Here are the curator's notes for ZINC 15.

protomer (re)build

as xyz: example 1. by catalog

python ~/code/ZINC/contrib/fetch.py -t substance -f 'smiles,zinc_id' 'catalog.short_name = sial' | split -l 1000

example 2. by physical property tranche

python ~/code/ZINC/contrib/fetch.py -t substance -f 'smiles,zinc_id' 'structure.mwt < 200' 'protomer.prot_id is null' | split -a 4  -l 1000


  1. ls -l | wc -l (340)
qsub -t 1-340 ~ts/Code/DOCK/ligand/generate/example-protomer-wrapper.sh ~/work/protomer

delta incremental load of smiles from zinc8

as jji. based on exported smiles,sub_id from zinc8 since last update.

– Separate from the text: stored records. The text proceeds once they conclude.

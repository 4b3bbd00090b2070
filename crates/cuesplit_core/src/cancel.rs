//! Cooperative cancellation shared by the pipeline and the tool runner.

use std::sync::atomic::{AtomicBool, Ordering};
use std::sync::Arc;

/// Handle for cancelling a running split.
///
/// Clones share the same flag, so a handle given to a UI thread can stop
/// workers and kill the external process they are waiting on.
#[derive(Debug, Clone, Default)]
pub struct CancelHandle {
    flag: Arc<AtomicBool>,
}

impl CancelHandle {
    /// Create a handle in the not-cancelled state.
    pub fn new() -> Self {
        Self::default()
    }

    /// Request cancellation.
    ///
    /// Workers stop claiming jobs and running tools are terminated.
    pub fn cancel(&self) {
        self.flag.store(true, Ordering::SeqCst);
    }

    /// Check if cancellation has been requested.
    pub fn is_cancelled(&self) -> bool {
        self.flag.load(Ordering::SeqCst)
    }
}

#[cfg(test)]
mod tests {
    use super::*;

    #[test]
    fn clones_share_flag() {
        let handle = CancelHandle::new();
        let other = handle.clone();

        assert!(!handle.is_cancelled());
        other.cancel();
        assert!(handle.is_cancelled());
    }
}
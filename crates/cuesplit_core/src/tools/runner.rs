//! Running external tools.

use std::io::{self, BufRead, BufReader, Read};
use std::process::{Command, Stdio};
use std::sync::Arc;
use std::thread::{self, JoinHandle};
use std::time::{Duration, Instant};

use parking_lot::Mutex;
use thiserror::Error;

use super::command::ToolCommand;
use crate::cancel::CancelHandle;

/// Captured result of a finished tool process.
///
/// A non-zero exit code is reported here; it is up to the caller to treat
/// it as a failure.
#[derive(Debug, Clone, PartialEq, Eq)]
pub struct ToolOutput {
    pub exit_code: i32,
    /// stdout and stderr lines, in the order they were read.
    pub output: String,
    pub duration: Duration,
}

impl ToolOutput {
    pub fn success(&self) -> bool {
        self.exit_code == 0
    }

    /// Last `n` non-empty output lines.
    pub fn tail(&self, n: usize) -> Vec<&str> {
        let lines: Vec<&str> = self
            .output
            .lines()
            .filter(|l| !l.trim().is_empty())
            .collect();
        let skip = lines.len().saturating_sub(n);
        lines[skip..].to_vec()
    }
}

/// The tool could not be run to completion.
#[derive(Error, Debug)]
pub enum ToolError {
    #[error("{program} not found (is it installed and on PATH?)")]
    NotFound { program: String },

    #[error("Failed to start {program}: {source}")]
    Spawn {
        program: String,
        #[source]
        source: io::Error,
    },

    #[error("Lost track of {program}: {source}")]
    Wait {
        program: String,
        #[source]
        source: io::Error,
    },

    #[error("{program} was cancelled")]
    Cancelled { program: String },
}

impl ToolError {
    pub fn is_cancelled(&self) -> bool {
        matches!(self, ToolError::Cancelled { .. })
    }
}

/// Runs tool commands. Implemented by [`ProcessRunner`] and by fakes in tests.
pub trait ToolRunner: Send + Sync {
    /// Run `command` to completion, or until `cancel` fires.
    fn invoke(&self, command: &ToolCommand, cancel: &CancelHandle) -> Result<ToolOutput, ToolError>;
}

/// Runs commands as child processes.
#[derive(Debug, Clone)]
pub struct ProcessRunner {
    poll_interval: Duration,
}

impl Default for ProcessRunner {
    fn default() -> Self {
        Self {
            poll_interval: Duration::from_millis(25),
        }
    }
}

impl ProcessRunner {
    pub fn new() -> Self {
        Self::default()
    }

    /// How often the child is checked for exit and cancellation.
    pub fn with_poll_interval(mut self, interval: Duration) -> Self {
        self.poll_interval = interval;
        self
    }
}

impl ToolRunner for ProcessRunner {
    fn invoke(&self, command: &ToolCommand, cancel: &CancelHandle) -> Result<ToolOutput, ToolError> {
        let program = command.tool_name().to_string();
        if cancel.is_cancelled() {
            return Err(ToolError::Cancelled { program });
        }

        let mut cmd = Command::new(&command.program);
        cmd.args(&command.args)
            .stdin(Stdio::null())
            .stdout(Stdio::piped())
            .stderr(Stdio::piped());
        if let Some(dir) = &command.working_dir {
            cmd.current_dir(dir);
        }

        tracing::debug!("Running: {}", command);
        let started = Instant::now();

        let mut child = cmd.spawn().map_err(|e| match e.kind() {
            io::ErrorKind::NotFound => ToolError::NotFound {
                program: command.program.clone(),
            },
            _ => ToolError::Spawn {
                program: program.clone(),
                source: e,
            },
        })?;

        let lines = Arc::new(Mutex::new(Vec::new()));
        let mut readers = Vec::with_capacity(2);
        if let Some(stdout) = child.stdout.take() {
            readers.push(spawn_reader(stdout, Arc::clone(&lines)));
        }
        if let Some(stderr) = child.stderr.take() {
            readers.push(spawn_reader(stderr, Arc::clone(&lines)));
        }

        let status = loop {
            if cancel.is_cancelled() {
                let _ = child.kill();
                let _ = child.wait();
                join_readers(readers);
                tracing::debug!("Killed {} after cancellation", program);
                return Err(ToolError::Cancelled { program });
            }

            match child.try_wait() {
                Ok(Some(status)) => break status,
                Ok(None) => thread::sleep(self.poll_interval),
                Err(e) => {
                    let _ = child.kill();
                    join_readers(readers);
                    return Err(ToolError::Wait { program, source: e });
                }
            }
        };

        join_readers(readers);
        let output = lines.lock().join("\n");

        Ok(ToolOutput {
            // Killed by a signal
            exit_code: status.code().unwrap_or(-1),
            output,
            duration: started.elapsed(),
        })
    }
}

fn spawn_reader<R>(stream: R, lines: Arc<Mutex<Vec<String>>>) -> JoinHandle<()>
where
    R: Read + Send + 'static,
{
    thread::spawn(move || {
        let reader = BufReader::new(stream);
        for chunk in reader.split(b'\n') {
            match chunk {
                Ok(bytes) => {
                    let line = String::from_utf8_lossy(&bytes);
                    lines.lock().push(line.trim_end_matches('\r').to_string());
                }
                Err(_) => break,
            }
        }
    })
}

fn join_readers(readers: Vec<JoinHandle<()>>) {
    for reader in readers {
        let _ = reader.join();
    }
}
//! External tool adapter.
//!
//! Every piece of audio work is delegated to a subprocess: ffmpeg cuts and
//! encodes, ffprobe inspects the source image, rsgain computes ReplayGain.
//! Commands are typed [`ToolCommand`] values run through a [`ToolRunner`],
//! so the pipeline can be driven by a fake runner in tests.

mod command;
pub mod ffmpeg;
pub mod probe;
pub mod rsgain;
mod runner;

pub use command::ToolCommand;
pub use probe::{probe_media, MediaInfo, ProbeError};
pub use runner::{ProcessRunner, ToolError, ToolOutput, ToolRunner};
//! Settings struct with TOML-based sections.
//!
//! Settings are organized into logical sections that map to TOML tables.
//! Each section can be updated independently for atomic section-level updates.

use std::path::PathBuf;

use serde::{Deserialize, Serialize};

use crate::hooks::HookScope;
use crate::logging::{LogConfig, LogLevel};
use crate::models::{parse_quality, EncodeProfile, OutputFormat, Quality};

/// Root settings structure containing all configuration sections.
#[derive(Debug, Clone, Default, Serialize, Deserialize)]
pub struct Settings {
    /// Path-related settings.
    #[serde(default)]
    pub paths: PathSettings,

    /// Logging configuration.
    #[serde(default)]
    pub logging: LoggingSettings,

    /// Output format and encoder quality.
    #[serde(default)]
    pub encoding: EncodingSettings,

    /// External tool locations.
    #[serde(default)]
    pub tools: ToolSettings,

    /// Worker pool and per-run side tasks.
    #[serde(default)]
    pub pipeline: PipelineSettings,

    /// Post-processing command.
    #[serde(default)]
    pub hooks: HookSettings,
}

/// Path configuration for output and logs.
#[derive(Debug, Clone, Serialize, Deserialize)]
pub struct PathSettings {
    /// Root folder for split albums.
    #[serde(default = "default_output_folder")]
    pub output_folder: String,

    /// Folder for log files.
    #[serde(default = "default_logs_folder")]
    pub logs_folder: String,

    /// Folder of the last cuesheet opened.
    #[serde(default)]
    pub last_cuesheet_dir: String,
}

fn default_output_folder() -> String {
    dirs::audio_dir()
        .map(|dir| dir.join("cue-splitter"))
        .unwrap_or_else(|| PathBuf::from("split_output"))
        .to_string_lossy()
        .into_owned()
}

fn default_logs_folder() -> String {
    dirs::data_local_dir()
        .map(|dir| dir.join("cue-splitter").join("logs"))
        .unwrap_or_else(|| PathBuf::from(".logs"))
        .to_string_lossy()
        .into_owned()
}

impl Default for PathSettings {
    fn default() -> Self {
        Self {
            output_folder: default_output_folder(),
            logs_folder: default_logs_folder(),
            last_cuesheet_dir: String::new(),
        }
    }
}

/// Logging configuration.
#[derive(Debug, Clone, Serialize, Deserialize)]
pub struct LoggingSettings {
    /// Default level for the application log (RUST_LOG overrides).
    #[serde(default)]
    pub level: LogLevel,

    /// Use compact log format (tool output only shown on errors).
    #[serde(default = "default_true")]
    pub compact: bool,

    /// Number of tool output lines to show after a failure.
    #[serde(default = "default_error_tail")]
    pub error_tail: u32,

    /// Progress update step percentage.
    #[serde(default = "default_progress_step")]
    pub progress_step: u32,

    /// Prefix log lines with the time of day.
    #[serde(default = "default_true")]
    pub show_timestamps: bool,

    /// Write one log file per cuesheet into the logs folder.
    #[serde(default = "default_true")]
    pub run_logs: bool,
}

fn default_true() -> bool {
    true
}

fn default_error_tail() -> u32 {
    20
}

fn default_progress_step() -> u32 {
    20
}

impl Default for LoggingSettings {
    fn default() -> Self {
        Self {
            level: LogLevel::Info,
            compact: true,
            error_tail: default_error_tail(),
            progress_step: default_progress_step(),
            show_timestamps: true,
            run_logs: true,
        }
    }
}

impl From<&LoggingSettings> for LogConfig {
    fn from(settings: &LoggingSettings) -> Self {
        Self {
            level: settings.level,
            compact: settings.compact,
            progress_step: settings.progress_step,
            error_tail: settings.error_tail as usize,
            show_timestamps: settings.show_timestamps,
        }
    }
}

/// Output format and per-format quality.
#[derive(Debug, Clone, Serialize, Deserialize)]
pub struct EncodingSettings {
    /// Output format: ogg, mp3 or flac.
    #[serde(default)]
    pub format: OutputFormat,

    /// Vorbis quality, -1 to 10.
    #[serde(default = "default_ogg_quality")]
    pub ogg_quality: i8,

    /// MP3 quality: VBR preset ("V0".."V9") or bit rate ("320k").
    #[serde(default = "default_mp3_quality")]
    pub mp3_quality: String,

    /// FLAC compression level, 0 to 8.
    #[serde(default = "default_flac_compression")]
    pub flac_compression: u8,

    /// Resample lossy outputs to 44.1 kHz when the source differs.
    #[serde(default = "default_true")]
    pub resample_lossy: bool,
}

fn default_ogg_quality() -> i8 {
    6
}

fn default_mp3_quality() -> String {
    "V1".to_string()
}

fn default_flac_compression() -> u8 {
    5
}

impl Default for EncodingSettings {
    fn default() -> Self {
        Self {
            format: OutputFormat::default(),
            ogg_quality: default_ogg_quality(),
            mp3_quality: default_mp3_quality(),
            flac_compression: default_flac_compression(),
            resample_lossy: true,
        }
    }
}

impl EncodingSettings {
    /// Build the encode profile for the configured format.
    pub fn profile(&self) -> Result<EncodeProfile, String> {
        self.profile_for(self.format)
    }

    /// Build the encode profile for `format` from its configured quality.
    pub fn profile_for(&self, format: OutputFormat) -> Result<EncodeProfile, String> {
        let quality = match format {
            OutputFormat::Ogg => parse_quality(format, &self.ogg_quality.to_string())?,
            OutputFormat::Mp3 => parse_quality(format, &self.mp3_quality)?,
            OutputFormat::Flac => parse_quality(format, &self.flac_compression.to_string())?,
        };
        EncodeProfile::new(format, quality)
    }

    /// Store `profile` as the configured format and quality.
    pub fn set_profile(&mut self, profile: EncodeProfile) {
        self.format = profile.format;
        match profile.quality {
            Quality::OggScale(q) => self.ogg_quality = q,
            Quality::Mp3Vbr(_) | Quality::Mp3Cbr(_) => self.mp3_quality = profile.quality.to_string(),
            Quality::FlacLevel(l) => self.flac_compression = l,
        }
    }
}

/// External tool executables (names on PATH or absolute paths).
#[derive(Debug, Clone, Serialize, Deserialize)]
pub struct ToolSettings {
    #[serde(default = "default_ffmpeg")]
    pub ffmpeg: String,

    #[serde(default = "default_ffprobe")]
    pub ffprobe: String,

    #[serde(default = "default_rsgain")]
    pub rsgain: String,
}

fn default_ffmpeg() -> String {
    "ffmpeg".to_string()
}

fn default_ffprobe() -> String {
    "ffprobe".to_string()
}

fn default_rsgain() -> String {
    "rsgain".to_string()
}

impl Default for ToolSettings {
    fn default() -> Self {
        Self {
            ffmpeg: default_ffmpeg(),
            ffprobe: default_ffprobe(),
            rsgain: default_rsgain(),
        }
    }
}

/// Worker pool and side-task settings.
#[derive(Debug, Clone, Serialize, Deserialize)]
pub struct PipelineSettings {
    /// Parallel track jobs; 0 picks a value from the CPU count.
    #[serde(default)]
    pub concurrency: usize,

    /// Run the per-track ReplayGain analysis.
    #[serde(default = "default_true")]
    pub replay_gain: bool,

    /// Run an album gain pass over all finished tracks.
    #[serde(default = "default_true")]
    pub album_gain: bool,

    /// Copy a resized cover image next to the tracks.
    #[serde(default = "default_true")]
    pub copy_cover: bool,

    /// Longest side of the copied cover, in pixels.
    #[serde(default = "default_cover_size")]
    pub cover_size: u32,

    /// Also embed the resized cover into each track.
    #[serde(default)]
    pub embed_cover: bool,
}

fn default_cover_size() -> u32 {
    500
}

/// Upper bound for automatic concurrency.
const MAX_AUTO_CONCURRENCY: usize = 8;

/// Cores left free for the system when picking concurrency automatically.
const RESERVED_CORES: usize = 4;

impl Default for PipelineSettings {
    fn default() -> Self {
        Self {
            concurrency: 0,
            replay_gain: true,
            album_gain: true,
            copy_cover: true,
            cover_size: default_cover_size(),
            embed_cover: false,
        }
    }
}

/// Concurrency picked for `cores` logical CPUs.
pub fn auto_concurrency(cores: usize) -> usize {
    cores
        .saturating_sub(RESERVED_CORES)
        .clamp(1, MAX_AUTO_CONCURRENCY)
}

/// Post-processing command run after a split.
#[derive(Debug, Clone, Default, Serialize, Deserialize)]
pub struct HookSettings {
    /// Command template, e.g. `beet import -q {dir}`. Empty disables the hook.
    #[serde(default)]
    pub post_command: String,

    /// Run once per output file or once per cuesheet.
    #[serde(default)]
    pub scope: HookScope,
}

impl HookSettings {
    pub fn is_enabled(&self) -> bool {
        !self.post_command.trim().is_empty()
    }
}

/// Names of config sections for targeted updates.
#[derive(Debug, Clone, Copy, PartialEq, Eq, Hash)]
pub enum ConfigSection {
    Paths,
    Logging,
    Encoding,
    Tools,
    Pipeline,
    Hooks,
}

impl ConfigSection {
    /// Get the TOML table name for this section.
    pub fn table_name(&self) -> &'static str {
        match self {
            ConfigSection::Paths => "paths",
            ConfigSection::Logging => "logging",
            ConfigSection::Encoding => "encoding",
            ConfigSection::Tools => "tools",
            ConfigSection::Pipeline => "pipeline",
            ConfigSection::Hooks => "hooks",
        }
    }

    /// All sections in file order.
    pub fn all() -> &'static [ConfigSection] {
        &[
            ConfigSection::Paths,
            ConfigSection::Logging,
            ConfigSection::Encoding,
            ConfigSection::Tools,
            ConfigSection::Pipeline,
            ConfigSection::Hooks,
        ]
    }

    /// Comment written above the section in generated files.
    pub fn comment(&self) -> &'static str {
        match self {
            ConfigSection::Paths => "Output and log directories",
            ConfigSection::Logging => "Logging configuration",
            ConfigSection::Encoding => "Output format and encoder quality",
            ConfigSection::Tools => "External tools (names on PATH or absolute paths)",
            ConfigSection::Pipeline => "Track jobs, ReplayGain and cover handling",
            ConfigSection::Hooks => "Command run after each split ({file} {dir} {title} {artist} {album} {track} {source} {cuesheet})",
        }
    }
}

#[cfg(test)]
mod tests {
    use super::*;

    #[test]
    fn default_settings_serializes() {
        let settings = Settings::default();
        let toml = toml::to_string_pretty(&settings).unwrap();
        assert!(toml.contains("[paths]"));
        assert!(toml.contains("[encoding]"));
        assert!(toml.contains("format = \"ogg\""));
    }

    #[test]
    fn missing_fields_use_defaults() {
        let minimal = "[encoding]\nformat = \"mp3\"\nmp3_quality = \"320k\"";
        let parsed: Settings = toml::from_str(minimal).unwrap();
        assert_eq!(parsed.encoding.format, OutputFormat::Mp3);
        assert!(parsed.logging.compact);
        assert_eq!(parsed.pipeline.cover_size, 500);
        assert_eq!(parsed.tools.rsgain, "rsgain");
        assert_eq!(parsed.hooks.scope, HookScope::PerFile);
    }

    #[test]
    fn encoding_builds_profiles() {
        let mut encoding = EncodingSettings::default();
        assert_eq!(encoding.profile().unwrap().quality, Quality::OggScale(6));

        encoding.mp3_quality = "b 256 (256 kbps)".to_string();
        let profile = encoding.profile_for(OutputFormat::Mp3).unwrap();
        assert_eq!(profile.quality, Quality::Mp3Cbr(256));

        encoding.flac_compression = 12;
        assert!(encoding.profile_for(OutputFormat::Flac).is_err());
    }

    #[test]
    fn set_profile_round_trips() {
        let mut encoding = EncodingSettings::default();
        encoding.set_profile(EncodeProfile::new(OutputFormat::Mp3, Quality::Mp3Vbr(0)).unwrap());
        assert_eq!(encoding.format, OutputFormat::Mp3);
        assert_eq!(encoding.profile().unwrap().quality, Quality::Mp3Vbr(0));
    }

    #[test]
    fn auto_concurrency_bounds() {
        assert_eq!(auto_concurrency(1), 1);
        assert_eq!(auto_concurrency(4), 1);
        assert_eq!(auto_concurrency(8), 4);
        assert_eq!(auto_concurrency(64), 8);
    }

    #[test]
    fn gain_passes_default_on() {
        assert!(PipelineSettings::default().album_gain);

        let pipeline: PipelineSettings = toml::from_str("concurrency = 2\n").unwrap();
        assert!(pipeline.replay_gain);
        assert!(pipeline.album_gain);
    }

    #[test]
    fn logging_settings_convert() {
        let mut logging = LoggingSettings::default();
        logging.error_tail = 7;
        let config = LogConfig::from(&logging);
        assert_eq!(config.error_tail, 7);
        assert!(config.compact);
    }
}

python ~/code/ZINC/zinc/load/create_substances.py xaa.ism --progress

database export by property tranche

as xyz per ~/zinc14/byproperty/

step1.csh 
step2.csh
step3.csh 

don't forget

psql> cluster each table by primary key (or whatever makes sense)
psql > vacuum verbose analyze for each fast moving table backups

cleaning up

create temporary table blah  (id integer);
\copy blah from 'ji4.txt'
begin;

\copy (select * from retired where replacement_fk in (select id from blah) ) to 'ji4.retired.save'
delete from substance where sub_id in (select id from blah) ; 
select * from catalog_item where sub_id_fk in (select id from blah);
commit;


create table target_class2 (like target_class);


on postgres vacuuming

I am noticing that, when I am doing major revisions of the protomer, substance and chembl21a.sea tables, where "major revisions" means adding, modifying or deleting multiple millions of rows per week and sometimes even per day, that when these massive changes are being done, I need to vacuum analyze the table at least once a week to prevent autovacuum from kicking in. Autovacuum is slower than a manually executed vacuum verbose analyze, and does not do as good a job. For those tables that are changing less than one million rows a week, vacuuming once a month is probably good enough.